Thursday, December 14, 2006

just writing as if it is a ritual but anyway it's the last - so ....

ok so we were here to do stuff that we thought we had to do - we don't ever think that all this is temporary or that every thing changes -- what's the use of burning dvds for movies -- means ...
the last three dots mean more than just , you know ...

ok so think differently -- tu bhi to tadpa ...

think that's enuf for now - goes with the spirit :) (find of the day : it's night stupid :) )

Hemi-PS : local effects take over better* thoughts .

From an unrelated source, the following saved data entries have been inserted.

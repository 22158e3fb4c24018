use crate::style::{FontFamily, WEIGHT_BOLD};
use crate::types::Pt;
use std::collections::{HashMap, VecDeque};
use std::fs;
use std::path::Path;
use std::sync::Mutex;
use ttf_parser::GlyphId;

#[derive(Debug, Clone, Copy, PartialEq, Eq, Hash)]
pub struct FontKey {
    pub family: FontFamily,
    pub bold: bool,
    pub italic: bool,
}

impl FontKey {
    pub fn new(family: FontFamily, weight: u16, italic: bool) -> Self {
        Self {
            family,
            bold: weight >= WEIGHT_BOLD,
            italic,
        }
    }
}

// Files probed under the system font directories, in preference order.
const SYSTEM_FONT_FILES: &[&str] = &[
    "LiberationSans-Regular.ttf",
    "LiberationSans-Bold.ttf",
    "LiberationSans-Italic.ttf",
    "LiberationSans-BoldItalic.ttf",
    "LiberationMono-Regular.ttf",
    "LiberationMono-Bold.ttf",
    "DejaVuSans.ttf",
    "DejaVuSans-Bold.ttf",
    "DejaVuSans-Oblique.ttf",
    "DejaVuSans-BoldOblique.ttf",
    "DejaVuSansMono.ttf",
    "DejaVuSansMono-Bold.ttf",
    "arial.ttf",
    "arialbd.ttf",
    "ariali.ttf",
    "arialbi.ttf",
    "cour.ttf",
    "Arial.ttf",
    "Arial Bold.ttf",
    "Arial Italic.ttf",
    "Courier New.ttf",
];

#[derive(Debug, Clone, Hash, PartialEq, Eq)]
struct TextWidthKey {
    font_index: usize,
    size_milli: i64,
    text: String,
}

#[derive(Debug)]
struct TextWidthCache {
    map: HashMap<TextWidthKey, Pt>,
    order: VecDeque<TextWidthKey>,
    max_entries: usize,
}

impl TextWidthCache {
    fn new(max_entries: usize) -> Self {
        Self {
            map: HashMap::new(),
            order: VecDeque::new(),
            max_entries,
        }
    }

    fn get(&self, key: &TextWidthKey) -> Option<Pt> {
        self.map.get(key).copied()
    }

    fn insert(&mut self, key: TextWidthKey, value: Pt) {
        if self.map.contains_key(&key) {
            return;
        }
        self.map.insert(key.clone(), value);
        self.order.push_back(key);
        while self.map.len() > self.max_entries {
            if let Some(old) = self.order.pop_front() {
                self.map.remove(&old);
            } else {
                break;
            }
        }
    }
}

#[derive(Debug)]
pub(crate) struct RegisteredFont {
    pub(crate) name: String,
    pub(crate) data: Vec<u8>,
    units_per_em: u16,
    ascender: i16,
    // Horizontal advances by character, read once from the unicode cmap.
    advances: HashMap<char, u16>,
    missing_advance: u16,
}

impl RegisteredFont {
    pub(crate) fn ascent(&self, font_size: Pt) -> Pt {
        if self.units_per_em == 0 {
            return font_size * 0.8;
        }
        font_size * (self.ascender as f32 / self.units_per_em as f32)
    }
}

#[derive(Debug)]
pub struct FontRegistry {
    fonts: Vec<RegisteredFont>,
    lookup: HashMap<FontKey, usize>,
    text_width_cache: Mutex<TextWidthCache>,
}

impl Default for FontRegistry {
    fn default() -> Self {
        Self::new()
    }
}

impl FontRegistry {
    pub fn new() -> Self {
        Self {
            fonts: Vec::new(),
            lookup: HashMap::new(),
            text_width_cache: Mutex::new(TextWidthCache::new(20_000)),
        }
    }

    pub fn len(&self) -> usize {
        self.fonts.len()
    }

    pub fn is_empty(&self) -> bool {
        self.fonts.is_empty()
    }

    pub fn register_dir(&mut self, path: impl AsRef<Path>) {
        let Ok(entries) = fs::read_dir(path.as_ref()) else {
            return;
        };
        for entry in entries.flatten() {
            let path = entry.path();
            if path.is_file() {
                self.register_file(path);
            }
        }
    }

    /// Registers a TrueType/OpenType file. Unreadable or unparsable files are skipped.
    pub fn register_file(&mut self, path: impl AsRef<Path>) -> bool {
        let path = path.as_ref();
        let Some(ext) = path.extension().and_then(|v| v.to_str()) else {
            return false;
        };
        let ext = ext.to_ascii_lowercase();
        if ext != "ttf" && ext != "otf" {
            return false;
        }
        let Ok(data) = fs::read(path) else {
            return false;
        };
        let name = path
            .file_stem()
            .and_then(|s| s.to_str())
            .unwrap_or("font")
            .to_string();
        self.register_bytes(data, &name)
    }

    pub fn register_bytes(&mut self, data: Vec<u8>, name: &str) -> bool {
        let (key, units_per_em, ascender, advances, missing_advance) = {
            let Ok(face) = ttf_parser::Face::parse(&data, 0) else {
                log::warn!("skipping unparsable font {name}");
                return false;
            };
            let family = if face.is_monospaced() {
                FontFamily::Monospace
            } else {
                FontFamily::Sans
            };
            let units_per_em = face.units_per_em();
            (
                FontKey {
                    family,
                    bold: face.is_bold(),
                    italic: face.is_italic() || face.is_oblique(),
                },
                units_per_em,
                face.ascender(),
                advance_table(&face),
                face.glyph_hor_advance(GlyphId(0)).unwrap_or(units_per_em / 2),
            )
        };
        let index = self.fonts.len();
        self.fonts.push(RegisteredFont {
            name: name.to_string(),
            data,
            units_per_em,
            ascender,
            advances,
            missing_advance,
        });
        self.lookup.entry(key).or_insert(index);
        true
    }

    pub fn register_system_fonts(&mut self) -> usize {
        let before = self.fonts.len();
        let wanted: HashMap<String, usize> = SYSTEM_FONT_FILES
            .iter()
            .enumerate()
            .map(|(rank, name)| (name.to_ascii_lowercase(), rank))
            .collect();
        let mut found: Vec<(usize, std::path::PathBuf)> = Vec::new();
        for dir in system_font_dirs() {
            for entry in walkdir::WalkDir::new(&dir)
                .max_depth(4)
                .into_iter()
                .filter_map(|e| e.ok())
            {
                let Some(file_name) = entry.file_name().to_str() else {
                    continue;
                };
                if let Some(rank) = wanted.get(&file_name.to_ascii_lowercase()) {
                    found.push((*rank, entry.path().to_path_buf()));
                }
            }
        }
        found.sort();
        for (_, path) in found {
            self.register_file(path);
        }
        let added = self.fonts.len() - before;
        if added == 0 {
            log::warn!("no system fonts found; text metrics are approximated");
        }
        added
    }

    pub(crate) fn resolve(&self, key: FontKey) -> Option<&RegisteredFont> {
        self.resolve_indexed(key).map(|(_, font)| font)
    }

    // Exact key, then the same family, then any sans face, then the first face.
    pub(crate) fn resolve_indexed(&self, key: FontKey) -> Option<(usize, &RegisteredFont)> {
        let candidates = [
            key,
            FontKey { bold: false, ..key },
            FontKey { italic: false, ..key },
            FontKey {
                bold: false,
                italic: false,
                ..key
            },
            FontKey {
                family: FontFamily::Sans,
                ..key
            },
            FontKey {
                family: FontFamily::Sans,
                bold: false,
                italic: false,
            },
        ];
        let index = candidates
            .iter()
            .find_map(|candidate| self.lookup.get(candidate).copied())
            .unwrap_or(0);
        self.fonts.get(index).map(|font| (index, font))
    }

    pub fn measure_text_width(&self, key: FontKey, font_size: Pt, text: &str) -> Pt {
        let Some((index, font)) = self.resolve_indexed(key) else {
            return approximate_width(key, font_size, text);
        };
        let cache_key = TextWidthKey {
            font_index: index,
            size_milli: font_size.to_milli_i64(),
            text: text.to_string(),
        };
        if let Ok(cache) = self.text_width_cache.lock() {
            if let Some(value) = cache.get(&cache_key) {
                return value;
            }
        }
        let value = measure_with_face(font, font_size, text)
            .unwrap_or_else(|| approximate_width(key, font_size, text));
        if let Ok(mut cache) = self.text_width_cache.lock() {
            cache.insert(cache_key, value);
        }
        value
    }
}

fn measure_with_face(font: &RegisteredFont, font_size: Pt, text: &str) -> Option<Pt> {
    if font.units_per_em == 0 {
        return None;
    }
    let units: i64 = text
        .chars()
        .map(|ch| {
            font.advances.get(&ch).copied().unwrap_or(font.missing_advance) as i64
        })
        .sum();
    Some(font_size * (units as f32 / font.units_per_em as f32))
}

fn advance_table(face: &ttf_parser::Face<'_>) -> HashMap<char, u16> {
    let mut advances = HashMap::new();
    let Some(cmap) = face.tables().cmap else {
        return advances;
    };
    for subtable in cmap.subtables {
        if !subtable.is_unicode() {
            continue;
        }
        subtable.codepoints(|codepoint| {
            let Some(ch) = char::from_u32(codepoint) else {
                return;
            };
            if advances.contains_key(&ch) {
                return;
            }
            if let Some(advance) = subtable
                .glyph_index(codepoint)
                .and_then(|gid| face.glyph_hor_advance(gid))
            {
                advances.insert(ch, advance);
            }
        });
    }
    advances
}

fn approximate_width(key: FontKey, font_size: Pt, text: &str) -> Pt {
    let em = match (key.family, key.bold) {
        (FontFamily::Monospace, _) => 0.6,
        (FontFamily::Sans, true) => 0.55,
        (FontFamily::Sans, false) => 0.5,
    };
    let char_width = (font_size * em).max(Pt::from_f32(1.0));
    char_width * (text.chars().count() as i32)
}

fn system_font_dirs() -> Vec<std::path::PathBuf> {
    let mut dirs = Vec::new();

    #[cfg(target_os = "windows")]
    {
        dirs.push(std::path::PathBuf::from(r"C:\Windows\Fonts"));
    }

    #[cfg(target_os = "linux")]
    {
        dirs.push(std::path::PathBuf::from("/usr/share/fonts"));
        dirs.push(std::path::PathBuf::from("/usr/local/share/fonts"));
        if let Ok(home) = std::env::var("HOME") {
            dirs.push(std::path::PathBuf::from(home).join(".fonts"));
        }
    }

    #[cfg(target_os = "macos")]
    {
        dirs.push(std::path::PathBuf::from("/System/Library/Fonts"));
        dirs.push(std::path::PathBuf::from("/Library/Fonts"));
    }

    if let Ok(extra) = std::env::var("QUOTEDOC_FONT_DIR") {
        for path in std::env::split_paths(&extra) {
            if !path.as_os_str().is_empty() {
                dirs.push(path);
            }
        }
    }

    dirs
}

#[cfg(test)]
pub(crate) const TEST_FONT: &[u8] =
    include_bytes!(concat!(env!("CARGO_MANIFEST_DIR"), "/fixtures/fonts/DejaVuSans.ttf"));

#[cfg(test)]
pub(crate) fn test_registry() -> FontRegistry {
    let mut registry = FontRegistry::new();
    registry.register_bytes(TEST_FONT.to_vec(), "DejaVuSans");
    registry
}

#[cfg(test)]
mod tests {
    use super::*;

    const SANS: FontKey = FontKey {
        family: FontFamily::Sans,
        bold: false,
        italic: false,
    };

    #[test]
    fn empty_registry_approximates_widths() {
        let registry = FontRegistry::new();
        let size = Pt::from_f32(10.0);
        assert_eq!(registry.measure_text_width(SANS, size, "abcd").to_milli_i64(), 20_000);
        let mono = FontKey {
            family: FontFamily::Monospace,
            ..SANS
        };
        assert_eq!(registry.measure_text_width(mono, size, "ab").to_milli_i64(), 12_000);
        assert_eq!(registry.measure_text_width(SANS, size, ""), Pt::ZERO);
        assert!(registry.resolve(SANS).is_none());
    }

    #[test]
    fn font_key_maps_weight_threshold() {
        assert!(!FontKey::new(FontFamily::Sans, 600, false).bold);
        assert!(FontKey::new(FontFamily::Sans, 700, true).bold);
    }

    #[test]
    fn garbage_bytes_are_rejected() {
        let mut registry = FontRegistry::new();
        assert!(!registry.register_bytes(vec![0, 1, 2, 3], "junk"));
        assert!(registry.is_empty());
    }

    #[test]
    fn non_font_files_are_ignored() {
        let dir = tempfile::tempdir().unwrap();
        let path = dir.path().join("notes.txt");
        std::fs::write(&path, "hello").unwrap();
        let mut registry = FontRegistry::new();
        registry.register_dir(dir.path());
        assert!(registry.is_empty());
    }

    #[test]
    fn registered_face_measures_from_its_advances() {
        let registry = test_registry();
        assert_eq!(registry.len(), 1);
        let size = Pt::from_f32(12.0);
        let a = registry.measure_text_width(SANS, size, "W");
        let b = registry.measure_text_width(SANS, size, "i");
        assert!(a > b);
        let ab = registry.measure_text_width(SANS, size, "Wi");
        assert!((ab.to_f32() - (a + b).to_f32()).abs() < 0.01);
        // Every key falls back to the only face.
        let bold_mono = FontKey {
            family: FontFamily::Monospace,
            bold: true,
            italic: false,
        };
        assert_eq!(registry.resolve_indexed(bold_mono).map(|(i, _)| i), Some(0));
    }
}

Saturday, December 09, 2006

Ok why am I writing this -- coz I have nothing else to do and why am I continuing to write this -- coz I don't have anything else to continue with either -- my life is just a chemical reaction -- not exactly coz I don't like chemistry (whatever that does mean) and about my life - I exactly don't know exactly maybe -- ok then -- after a long time -- a really long time a story -- just writing anything and everything that comes to my mind -- without editing -- so read on your own risk -- if the following content damages your brain working in any manner or breaks your beliefs regarding anything -- then do blame yourself coz it doesn't matter to me :)

Any coincidence ** ** ** * ** * ** * ** * * * ** * * will be totally conincidental .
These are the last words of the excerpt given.